Q1 trimmed mean CPI fell into the RBA’s 2-3% target range for the first time since end-2021. The growth/stability trade-off likely favours more RBA cuts amid growth headwinds posed by US tariffs. Markets pencil an additional 25bps cut at the May RBA meeting, having expected a pause previously and lower their terminal rate projection for the RBA to 3.60% by Q3-2025 (3.85% previously), Standard Chartered's economist Nicholas Chia reports.

A growth-stability backdrop that favours more cuts

"Australia’s Q1 CPI was a mixed bag. Headline inflation rose 2.4% y/y, versus our estimate of a 2.2% increase (Bloomberg: 2.3%). Trimmed mean CPI, the Reserve Bank of Australia’s (RBA’s) preferred measure of underlying inflation, grew 2.9% y/y, in line with our forecast (Bloomberg: 2.8%). This is the first time since Q4-2021 that trimmed mean CPI has fallen within the RBA’s 2-3% target (Figure 1). Services inflation also eased (+3.7%) on lower rent and insurance costs, while goods inflation rose (+1.3%) on higher food and electricity prices."

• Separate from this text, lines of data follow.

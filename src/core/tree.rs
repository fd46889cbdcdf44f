//! Immutable binary tree.
//!
//! Trees are plain values: every operation that "changes" a tree returns a
//! new one and leaves the original untouched.

use serde::{Deserialize, Serialize};
use std::fmt::{Debug, Write};

/// Immutable binary tree node holding a payload and optional children.
///
/// Absent children are modelled as `None`, so a leaf is simply a node whose
/// `left` and `right` are both empty.
///
/// # Example
///
/// ```rust
/// use treelabel::core::Tree;
///
/// let tree = Tree::node("a", Some(Tree::leaf("b")), Some(Tree::leaf("c")));
///
/// assert_eq!(tree.payload(), &"a");
/// assert_eq!(tree.left().map(Tree::payload), Some(&"b"));
/// assert_eq!(tree.size(), 3);
/// ```
#[derive(Clone, Debug, PartialEq, Eq, Serialize, Deserialize)]
pub struct Tree<T> {
    payload: T,
    left: Option<Box<Tree<T>>>,
    right: Option<Box<Tree<T>>>,
}

impl<T> Tree<T> {
    /// Create a tree with no children.
    pub fn leaf(payload: T) -> Self {
        Self::node(payload, None, None)
    }

    /// Create a tree with the given optional children.
    pub fn node(payload: T, left: Option<Tree<T>>, right: Option<Tree<T>>) -> Self {
        Tree {
            payload,
            left: left.map(Box::new),
            right: right.map(Box::new),
        }
    }

    /// Create a tree with only a left child.
    pub fn with_left(payload: T, left: Tree<T>) -> Self {
        Self::node(payload, Some(left), None)
    }

    /// Create a tree with only a right child.
    pub fn with_right(payload: T, right: Tree<T>) -> Self {
        Self::node(payload, None, Some(right))
    }

    pub fn payload(&self) -> &T {
        &self.payload
    }

    pub fn left(&self) -> Option<&Tree<T>> {
        self.left.as_deref()
    }

    pub fn right(&self) -> Option<&Tree<T>> {
        self.right.as_deref()
    }

    pub fn is_leaf(&self) -> bool {
        self.left.is_none() && self.right.is_none()
    }

    /// Consume the tree, handing back its payload and children.
    pub fn into_parts(self) -> (T, Option<Tree<T>>, Option<Tree<T>>) {
        (
            self.payload,
            self.left.map(|left| *left),
            self.right.map(|right| *right),
        )
    }

    /// Number of nodes in the tree.
    pub fn size(&self) -> usize {
        1 + self.left().map_or(0, Tree::size) + self.right().map_or(0, Tree::size)
    }

    /// Number of levels in the tree. A leaf has depth 1.
    pub fn depth(&self) -> usize {
        let left = self.left().map_or(0, Tree::depth);
        let right = self.right().map_or(0, Tree::depth);
        1 + left.max(right)
    }

    /// Iterate over payloads in pre-order: node, left subtree, right subtree.
    ///
    /// # Example
    ///
    /// ```rust
    /// use treelabel::core::Tree;
    ///
    /// let tree = Tree::node(1, Some(Tree::with_left(2, Tree::leaf(3))), Some(Tree::leaf(4)));
    /// let order: Vec<_> = tree.preorder().copied().collect();
    ///
    /// assert_eq!(order, vec![1, 2, 3, 4]);
    /// ```
    pub fn preorder(&self) -> Preorder<'_, T> {
        Preorder { stack: vec![self] }
    }

    /// Build a tree of the same shape with every payload transformed.
    pub fn map<U, F>(&self, f: F) -> Tree<U>
    where
        F: Fn(&T) -> U,
    {
        self.map_with(&f)
    }

    fn map_with<U, F>(&self, f: &F) -> Tree<U>
    where
        F: Fn(&T) -> U,
    {
        Tree::node(
            f(&self.payload),
            self.left().map(|left| left.map_with(f)),
            self.right().map(|right| right.map_with(f)),
        )
    }
}

impl<T: Debug> Tree<T> {
    /// Render the tree as indented text, one node per line in pre-order.
    ///
    /// Each level is indented by two more spaces than its parent.
    ///
    /// # Example
    ///
    /// ```rust
    /// use treelabel::core::Tree;
    ///
    /// let tree = Tree::with_left("a", Tree::leaf("b"));
    ///
    /// assert_eq!(tree.show(), "Node: \"a\"\n  Node: \"b\"\n");
    /// ```
    pub fn show(&self) -> String {
        let mut out = String::new();
        self.show_into(&mut out, 0);
        out
    }

    fn show_into(&self, out: &mut String, indent: usize) {
        // Writing to a String cannot fail.
        let _ = writeln!(out, "{:indent$}Node: {:?}", "", self.payload, indent = indent);
        if let Some(left) = self.left() {
            left.show_into(out, indent + 2);
        }
        if let Some(right) = self.right() {
            right.show_into(out, indent + 2);
        }
    }
}

/// Pre-order iterator over the payloads of a [`Tree`].
pub struct Preorder<'a, T> {
    stack: Vec<&'a Tree<T>>,
}

impl<'a, T> Iterator for Preorder<'a, T> {
    type Item = &'a T;

    fn next(&mut self) -> Option<Self::Item> {
        let tree = self.stack.pop()?;
        // Right goes on first so the left subtree is visited first.
        if let Some(right) = tree.right() {
            self.stack.push(right);
        }
        if let Some(left) = tree.left() {
            self.stack.push(left);
        }
        Some(&tree.payload)
    }
}
//! Labeling errors.

use crate::core::Label;
use thiserror::Error;

/// Errors that can occur when labeling from a configured start.
#[derive(Debug, Clone, PartialEq, Eq, Error)]
pub enum LabelError {
    #[error("Labels starting at {start} for {nodes} nodes do not fit below {}", Label::MAX)]
    LabelOverflow { start: Label, nodes: usize },
}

"All in, we think the RBA can take comfort from the broad-based easing of price pressures via the trimmed mean measure; it is forecasting terminal trimmed mean CPI of 2.7% from Q2, based on the then-market implied rate path in February. We now pencil an additional 25bps cut in Q2 at the 20 May RBA meeting, having previously expected the RBA to keep rates on pause until Q3."

"We therefore lower our terminal RBA policy rate to 3.60% by Q3 (3.85% previously). We do not preclude a cut in Q4, but much hinges on trade talks and whether the US dials back its tariff agenda. We expect the RBA to frame policy accommodation in May as a pre-emptive cut to mitigate the impact of the sharp rise in trade tensions on economic growth. There is one more labour market report due in May as well as the Q1 wage print prior to the May RBA meeting, but we think the bar to deter the central bank from easing is higher now given the considerable headwinds to economic growth."